TASK DATA:
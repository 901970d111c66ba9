//! World files and affine geotransforms.

use std::path::Path;

use crate::record::Extent;

/// GDAL-style affine transform: pixel `(col, row)` maps to
/// `x = origin_x + col * pixel_width + row * row_rotation`,
/// `y = origin_y + col * col_rotation + row * pixel_height`.
#[derive(Debug, Clone, Copy, PartialEq)]
pub struct GeoTransform {
    pub origin_x: f64,
    pub pixel_width: f64,
    pub row_rotation: f64,
    pub origin_y: f64,
    pub col_rotation: f64,
    pub pixel_height: f64,
}

impl GeoTransform {
    /// Transform from a north-up grid anchored at its upper-left corner.
    pub fn north_up(origin_x: f64, origin_y: f64, pixel_width: f64, pixel_height: f64) -> Self {
        Self {
            origin_x,
            pixel_width,
            row_rotation: 0.0,
            origin_y,
            col_rotation: 0.0,
            pixel_height: -pixel_height.abs(),
        }
    }

    /// The identity transform GDAL reports for ungeoreferenced images.
    pub fn is_default(&self) -> bool {
        self.origin_x == 0.0
            && self.pixel_width == 1.0
            && self.row_rotation == 0.0
            && self.origin_y == 0.0
            && self.col_rotation == 0.0
            && self.pixel_height == 1.0
    }

    pub fn apply(&self, col: f64, row: f64) -> (f64, f64) {
        (
            self.origin_x + col * self.pixel_width + row * self.row_rotation,
            self.origin_y + col * self.col_rotation + row * self.pixel_height,
        )
    }

    /// Bounding extent of a `width` x `height` grid.
    pub fn extent(&self, width: u32, height: u32) -> Extent {
        let (w, h) = (f64::from(width), f64::from(height));
        let corners = [
            self.apply(0.0, 0.0),
            self.apply(w, 0.0),
            self.apply(w, h),
            self.apply(0.0, h),
        ];
        let [first, rest @ ..] = corners;
        let mut extent = Extent::new(first.0, first.1, first.0, first.1);
        for (x, y) in rest {
            extent.expand_to(x, y);
        }
        extent
    }

    pub fn pixel_size(&self) -> (f64, f64) {
        (self.pixel_width.abs(), self.pixel_height.abs())
    }
}

/// The six coefficients of an ESRI world file. Coordinates refer to the
/// centre of the upper-left pixel.
#[derive(Debug, Clone, Copy, PartialEq)]
pub struct WorldFile {
    pub x_scale: f64,
    pub y_skew: f64,
    pub x_skew: f64,
    pub y_scale: f64,
    pub x_origin: f64,
    pub y_origin: f64,
}

impl WorldFile {
    pub fn parse(text: &str) -> Option<Self> {
        let values: Vec<f64> = text
            .split_whitespace()
            .take(6)
            .map(|v| v.parse::<f64>())
            .collect::<Result<_, _>>()
            .ok()?;
        if values.len() != 6 || values.iter().any(|v| !v.is_finite()) {
            return None;
        }
        Some(Self {
            x_scale: values[0],
            y_skew: values[1],
            x_skew: values[2],
            y_scale: values[3],
            x_origin: values[4],
            y_origin: values[5],
        })
    }

    pub fn read(path: &Path) -> Option<Self> {
        std::fs::read_to_string(path).ok().and_then(|t| Self::parse(&t))
    }

    /// Shifts the origin from the pixel centre to the pixel corner.
    pub fn to_geotransform(&self) -> GeoTransform {
        GeoTransform {
            origin_x: self.x_origin - self.x_scale / 2.0 - self.x_skew / 2.0,
            pixel_width: self.x_scale,
            row_rotation: self.x_skew,
            origin_y: self.y_origin - self.y_skew / 2.0 - self.y_scale / 2.0,
            col_rotation: self.y_skew,
            pixel_height: self.y_scale,
        }
    }
}

#[cfg(test)]
mod tests {
    use super::*;

    #[test]
    fn test_parse_world_file() {
        let wf = WorldFile::parse("10.0\n0.0\n0.0\n-10.0\n500005.0\n4600095.0\n").unwrap();
        assert_eq!(wf.x_scale, 10.0);
        assert_eq!(wf.y_scale, -10.0);
        let gt = wf.to_geotransform();
        assert_eq!(gt.origin_x, 500000.0);
        assert_eq!(gt.origin_y, 4600100.0);
    }

    #[test]
    fn test_parse_rejects_short_or_garbage() {
        assert!(WorldFile::parse("1\n2\n3").is_none());
        assert!(WorldFile::parse("a b c d e f").is_none());
    }

    #[test]
    fn test_extent_of_north_up_grid() {
        let gt = GeoTransform::north_up(100.0, 200.0, 2.0, 4.0);
        let extent = gt.extent(10, 5);
        assert_eq!(extent, Extent::new(100.0, 180.0, 120.0, 200.0));
        assert_eq!(gt.pixel_size(), (2.0, 4.0));
    }
}
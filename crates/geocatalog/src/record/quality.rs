//! Deterministic completeness score for a record.

use super::{DataType, InventoryRecord};

const CRS_POINTS: f64 = 20.0;
const EXTENT_POINTS: f64 = 20.0;
const DESCRIPTIVE_POINTS: f64 = 20.0;
const STRUCTURE_POINTS: f64 = 15.0;
const VALIDITY_POINTS: f64 = 15.0;
const NO_ISSUE_POINTS: f64 = 10.0;

/// Weighted sum of completeness signals, clamped to `[0, 100]` and rounded
/// to one decimal.
pub fn score(record: &InventoryRecord) -> f64 {
    let mut total = 0.0;

    if record.spatial.has_crs() {
        total += CRS_POINTS;
    }
    if record.spatial.has_extent() {
        total += EXTENT_POINTS;
    }
    if record.descriptive.is_some() {
        total += DESCRIPTIVE_POINTS;
    }
    if has_structure_info(record) {
        total += STRUCTURE_POINTS;
    }
    if record.quality.is_valid {
        total += VALIDITY_POINTS;
    }
    if record.quality.issues.is_empty() {
        total += NO_ISSUE_POINTS;
    }

    let clamped: f64 = total.clamp(0.0, 100.0);
    (clamped * 10.0).round() / 10.0
}

/// Field info for vectors, band info for rasters. Tables never earn it.
fn has_structure_info(record: &InventoryRecord) -> bool {
    match record.data_type {
        DataType::Vector => record
            .vector
            .as_ref()
            .map(|v| v.field_count() > 0)
            .unwrap_or(false),
        DataType::Raster => record
            .raster
            .as_ref()
            .map(|r| r.band_count > 0)
            .unwrap_or(false),
        DataType::Table => false,
    }
}
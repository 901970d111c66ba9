//! Companion files that travel with a dataset: projection files, world
//! files, GDAL auxiliary XML and metadata documents.

pub mod document;
pub mod world;

use std::path::{Path, PathBuf};

use crate::crs::CrsDefinition;
use crate::record::{DescriptiveMetadata, SidecarFlags};

pub use document::{parse_document, DocumentError};
pub use world::{GeoTransform, WorldFile};

/// Inspects the files sitting next to a dataset.
#[derive(Debug, Clone, Copy, Default)]
pub struct SidecarInspector;

impl SidecarInspector {
    pub fn new() -> Self {
        Self
    }

    pub fn flags(&self, path: &Path) -> SidecarFlags {
        SidecarFlags {
            has_prj_file: find_prj(path).is_some(),
            has_world_file: find_world_file(path).is_some(),
            has_aux_xml: aux_xml_path(path).is_file(),
            has_metadata_xml: find_metadata_document(path).is_some(),
        }
    }

    /// Parses the first metadata document found next to `path`. Unreadable
    /// or malformed documents yield `None`.
    pub fn read_descriptive(&self, path: &Path) -> Option<DescriptiveMetadata> {
        let document = find_metadata_document(path)?;
        let text = match std::fs::read_to_string(&document) {
            Ok(text) => text,
            Err(e) => {
                log::debug!("Cannot read metadata document {}: {}", document.display(), e);
                return None;
            }
        };
        match parse_document(&text, &document.to_string_lossy()) {
            Ok(meta) => Some(meta),
            Err(e) => {
                log::debug!("Ignoring metadata document {}: {}", document.display(), e);
                None
            }
        }
    }
}

/// `<dir>/<stem>.<ext>`, trying the lower-case then upper-case extension.
fn sibling_with_extension(path: &Path, ext: &str) -> Option<PathBuf> {
    [ext.to_ascii_lowercase(), ext.to_ascii_uppercase()]
        .into_iter()
        .map(|e| path.with_extension(e))
        .find(|candidate| candidate.is_file())
}

pub fn find_prj(path: &Path) -> Option<PathBuf> {
    sibling_with_extension(path, "prj")
}

/// Reads the `.prj` next to `path` as a CRS definition.
pub fn read_prj(path: &Path) -> Option<CrsDefinition> {
    let prj = find_prj(path)?;
    let text = std::fs::read_to_string(&prj).ok()?;
    if text.trim().is_empty() {
        return None;
    }
    Some(CrsDefinition::from_wkt(&text))
}

/// World-file extensions for an image extension, most specific first.
fn world_file_extensions(ext: &str) -> Vec<String> {
    let ext = ext.to_ascii_lowercase();
    let mut out: Vec<String> = match ext.as_str() {
        "tif" | "tiff" => vec!["tfw".into(), "tifw".into(), "tiffw".into()],
        "jpg" | "jpeg" => vec!["jgw".into(), "jpgw".into(), "jpegw".into()],
        "png" => vec!["pgw".into(), "pngw".into()],
        "gif" => vec!["gfw".into(), "gifw".into()],
        "bmp" => vec!["bpw".into(), "bmpw".into()],
        _ => Vec::new(),
    };
    let mut chars = ext.chars();
    if let (Some(first), Some(last)) = (chars.next(), ext.chars().last()) {
        let short = format!("{}{}w", first, last);
        if ext.len() >= 2 && !out.contains(&short) {
            out.push(short);
        }
    }
    let long = format!("{}w", ext);
    if !ext.is_empty() && !out.contains(&long) {
        out.push(long);
    }
    out.push("wld".into());
    out
}

pub fn find_world_file(path: &Path) -> Option<PathBuf> {
    let ext = path.extension()?.to_str()?;
    world_file_extensions(ext)
        .iter()
        .find_map(|candidate| sibling_with_extension(path, candidate))
}

pub fn read_world_file(path: &Path) -> Option<GeoTransform> {
    find_world_file(path)
        .and_then(|p| WorldFile::read(&p))
        .map(|wf| wf.to_geotransform())
}

/// `<name>.aux.xml`, the GDAL persistent auxiliary metadata file.
pub fn aux_xml_path(path: &Path) -> PathBuf {
    let mut name = path.as_os_str().to_owned();
    name.push(".aux.xml");
    PathBuf::from(name)
}

/// Spatial reference stored in the auxiliary XML (`PAMDataset/SRS`).
pub fn read_aux_srs(path: &Path) -> Option<CrsDefinition> {
    let text = std::fs::read_to_string(aux_xml_path(path)).ok()?;
    let root = document::parse_tree(&text).ok()?;
    let srs = if root.is("SRS") { Some(&root) } else { root.find("SRS") }?;
    let wkt = srs.value()?;
    CrsDefinition::from_authority_string(&wkt).or_else(|| Some(CrsDefinition::from_wkt(&wkt)))
}

/// Candidate metadata documents: `<stem>.xml`, `<name>.xml`, `<stem>.qmd`.
pub fn metadata_candidates(path: &Path) -> Vec<PathBuf> {
    let mut candidates = vec![path.with_extension("xml")];
    let mut with_name = path.as_os_str().to_owned();
    with_name.push(".xml");
    candidates.push(PathBuf::from(with_name));
    candidates.push(path.with_extension("qmd"));
    candidates
        .into_iter()
        .filter(|c| c.as_path() != path)
        .filter(|c| {
            !c.file_name()
                .and_then(|n| n.to_str())
                .map(|n| n.to_ascii_lowercase().ends_with(".aux.xml"))
                .unwrap_or(false)
        })
        .collect()
}

pub fn find_metadata_document(path: &Path) -> Option<PathBuf> {
    metadata_candidates(path).into_iter().find(|c| c.is_file())
}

WHAT YOU WILL DO:
The string "super" shows up in some lines of the listing. Copy each such line.

RESPONSE BELOW:
    use super::*;
use super::{DataType, InventoryRecord};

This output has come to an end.